Omadacycline is a new broad-spectrum aminomethylcycline in late-stage clinical development for acute bacterial skin and skin structure infections and community-acquired bacterial pneumonia as a once-daily formulation taken orally or intravenously. In this study, omadacycline and comparator agents were tested against 502 isolates of Staphylococcus aureus selected from a 2014 global surveillance program, and the results were compared with those for 7,740 isolates from a 2010 surveillance program. For the 2014 isolates, testing was completed on 252 isolates from Europe and 250 isolates from North America. Each set of isolates was composed of ∼100 hospital-acquired methicillin-resistant Staphylococcus aureus (HA-MRSA) isolates (isolated >48 h after hospital admission), 100 community-acquired MRSA (CA-MRSA) isolates (isolated <48 h after hospital admission), and 50 methicillin-susceptible S. aureus (MSSA) isolates. The omadacycline MIC50 and MIC90 for all S. aureus collected during 2014 was 0.12 and 0.12 μg/ml, respectively. The MIC90 values were identical for MRSA, HA-MRSA, and CA-MRSA (0.12 μg/ml). The MIC90 values for isolates from 2010 for S. aureus, MRSA, and CA-MRSA were 0.25 μg/ml (0.5 μg/ml for HA-MRSA; 87.8% were at ≤0.25 μg/ml).
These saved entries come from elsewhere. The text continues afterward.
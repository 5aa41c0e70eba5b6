/// The host environment the uploader is embedded in.
///
/// Owns the visual progress indicator and the form wrapping the file control.
#[cfg_attr(test, mockall::automock)]
pub trait Page: Send + 'static {
    /// Whether the host can hand over lists of selected files at all
    fn supports_file_list(&self) -> bool;

    /// Set the width of the progress element, in percent
    fn set_progress_width(&mut self, element_id: &str, percent: f64);

    /// Clear the form wrapping the file control after a run
    fn reset_form(&mut self, form_id: &str);
}
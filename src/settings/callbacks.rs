//! Optional handlers invoked by the upload controller
//!
//! Every handler is optional. The controller checks for presence before each
//! call and falls back to its default behaviour (or a log line) otherwise.

use crate::model::error::UploadError;
use crate::model::file_descriptor::FileDescriptor;
use crate::model::progress_event::ProgressEvent;
use crate::model::run_state::SessionSnapshot;
use crate::model::upload_response::UploadResponse;
use http::HeaderMap;

/// Called instead of failing when the host cannot upload files
pub type UnsupportedCallback = Box<dyn FnMut() + Send>;
/// Replaces the default progress bar update.
/// Receives every progress event and the current display index.
pub type ProgressCallback = Box<dyn FnMut(&ProgressEvent, u64) + Send>;
/// Called once after the last file of a run reached its outcome
pub type AllCompleteCallback = Box<dyn FnMut(&SessionSnapshot) + Send>;
/// Called once per file before any upload starts, with the file's display id
pub type PopulateDisplayCallback = Box<dyn FnMut(&str, &FileDescriptor) + Send>;
/// Called right before a file's request is sent, with the file's display id
pub type PreUploadCallback = Box<dyn FnMut(&FileDescriptor, &str) + Send>;
/// Called on each successful upload with the response headers and body
pub type PostUploadCallback = Box<dyn FnMut(&HeaderMap, &UploadResponse) + Send>;
/// Called on each transport or server failure
pub type ErrorCallback = Box<dyn FnMut(&UploadError) + Send>;

#[derive(Default)]
pub struct Callbacks {
    pub unsupported: Option<UnsupportedCallback>,
    pub progress: Option<ProgressCallback>,
    pub all_complete: Option<AllCompleteCallback>,
    pub populate_display: Option<PopulateDisplayCallback>,
    pub pre_upload: Option<PreUploadCallback>,
    pub post_upload: Option<PostUploadCallback>,
    pub error: Option<ErrorCallback>,
}

impl Callbacks {
    pub fn new() -> Self {
        Self::default()
    }

    pub fn on_unsupported(mut self, f: impl FnMut() + Send + 'static) -> Self {
        self.unsupported = Some(Box::new(f));
        self
    }

    pub fn on_progress(mut self, f: impl FnMut(&ProgressEvent, u64) + Send + 'static) -> Self {
        self.progress = Some(Box::new(f));
        self
    }

    pub fn on_all_complete(mut self, f: impl FnMut(&SessionSnapshot) + Send + 'static) -> Self {
        self.all_complete = Some(Box::new(f));
        self
    }

    pub fn on_populate_display(
        mut self,
        f: impl FnMut(&str, &FileDescriptor) + Send + 'static,
    ) -> Self {
        self.populate_display = Some(Box::new(f));
        self
    }

    pub fn on_pre_upload(mut self, f: impl FnMut(&FileDescriptor, &str) + Send + 'static) -> Self {
        self.pre_upload = Some(Box::new(f));
        self
    }

    pub fn on_post_upload(
        mut self,
        f: impl FnMut(&HeaderMap, &UploadResponse) + Send + 'static,
    ) -> Self {
        self.post_upload = Some(Box::new(f));
        self
    }

    pub fn on_error(mut self, f: impl FnMut(&UploadError) + Send + 'static) -> Self {
        self.error = Some(Box::new(f));
        self
    }
}

impl std::fmt::Debug for Callbacks {
    fn fmt(&self, f: &mut std::fmt::Formatter<'_>) -> std::fmt::Result {
        f.debug_struct("Callbacks")
            .field("unsupported", &self.unsupported.is_some())
            .field("progress", &self.progress.is_some())
            .field("all_complete", &self.all_complete.is_some())
            .field("populate_display", &self.populate_display.is_some())
            .field("pre_upload", &self.pre_upload.is_some())
            .field("post_upload", &self.post_upload.is_some())
            .field("error", &self.error.is_some())
            .finish()
    }
}
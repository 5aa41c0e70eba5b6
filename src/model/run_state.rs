//! Mutable counters of an upload session
//!
//! Kept apart from [`SessionConfig`] so that configuration never changes
//! while uploads are running.

use crate::settings::session_config::SessionConfig;
use serde::Serialize;

/// Run state owned by the upload controller
#[derive(Debug, Clone, Default, PartialEq, Serialize)]
pub struct RunState {
    sending: bool,
    /// Position in the current queue; `None` before a run starts
    index: Option<usize>,
    /// Counter behind display identifiers; never reset
    display_index: Option<u64>,
    /// Display identifiers of deliberately cancelled files, in abort order
    aborted: Vec<String>,
}

impl RunState {
    pub fn new() -> Self {
        Self::default()
    }

    pub fn is_sending(&self) -> bool {
        self.sending
    }

    pub fn index(&self) -> Option<usize> {
        self.index
    }

    pub fn display_index(&self) -> Option<u64> {
        self.display_index
    }

    pub fn aborted(&self) -> &[String] {
        &self.aborted
    }

    pub fn was_aborted(&self, display_id: &str) -> bool {
        self.aborted.iter().any(|id| id == display_id)
    }

    /// Display index the next advance will use, plus `offset`
    pub fn upcoming_display_index(&self, offset: u64) -> u64 {
        self.display_index.map_or(0, |d| d + 1) + offset
    }

    /// Start of a new selection: the queue position starts over, display ids do not
    pub(crate) fn reset_index(&mut self) {
        self.index = None;
    }

    /// Move both counters forward by one and mark a request as outstanding
    pub(crate) fn advance(&mut self) -> (usize, u64) {
        let index = self.index.map_or(0, |i| i + 1);
        let display_index = self.upcoming_display_index(0);
        self.index = Some(index);
        self.display_index = Some(display_index);
        self.sending = true;
        (index, display_index)
    }

    pub(crate) fn finish(&mut self) {
        self.sending = false;
    }

    /// Record an aborted display id. Returns false when it was already recorded.
    pub(crate) fn record_abort(&mut self, display_id: String) -> bool {
        if self.was_aborted(&display_id) {
            return false;
        }
        self.aborted.push(display_id);
        true
    }
}

/// Configuration and run state as seen by callbacks
#[derive(Debug, Clone, Default, PartialEq, Serialize)]
pub struct SessionSnapshot {
    pub config: SessionConfig,
    pub state: RunState,
}

impl SessionSnapshot {
    /// Display identifier of the file the run state currently points at
    pub fn current_display_id(&self) -> Option<String> {
        self.state
            .display_index()
            .map(|d| self.config.display_id(d))
    }
}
All 2014 and 2010 MRSA isolates were susceptible to vancomycin, and ≥99.8% were susceptible to daptomycin, linezolid, and tigecycline. The activity of omadacycline was similar for North American and European isolates, including MRSA (CA-MRSA or HA-MRSA). There was no evidence for emerging resistance to omadacycline between 2010 and 2014. The potent activity of omadacycline against S. aureus indicates that omadacycline merits further study in serious infections where multidrug resistance may be a concern.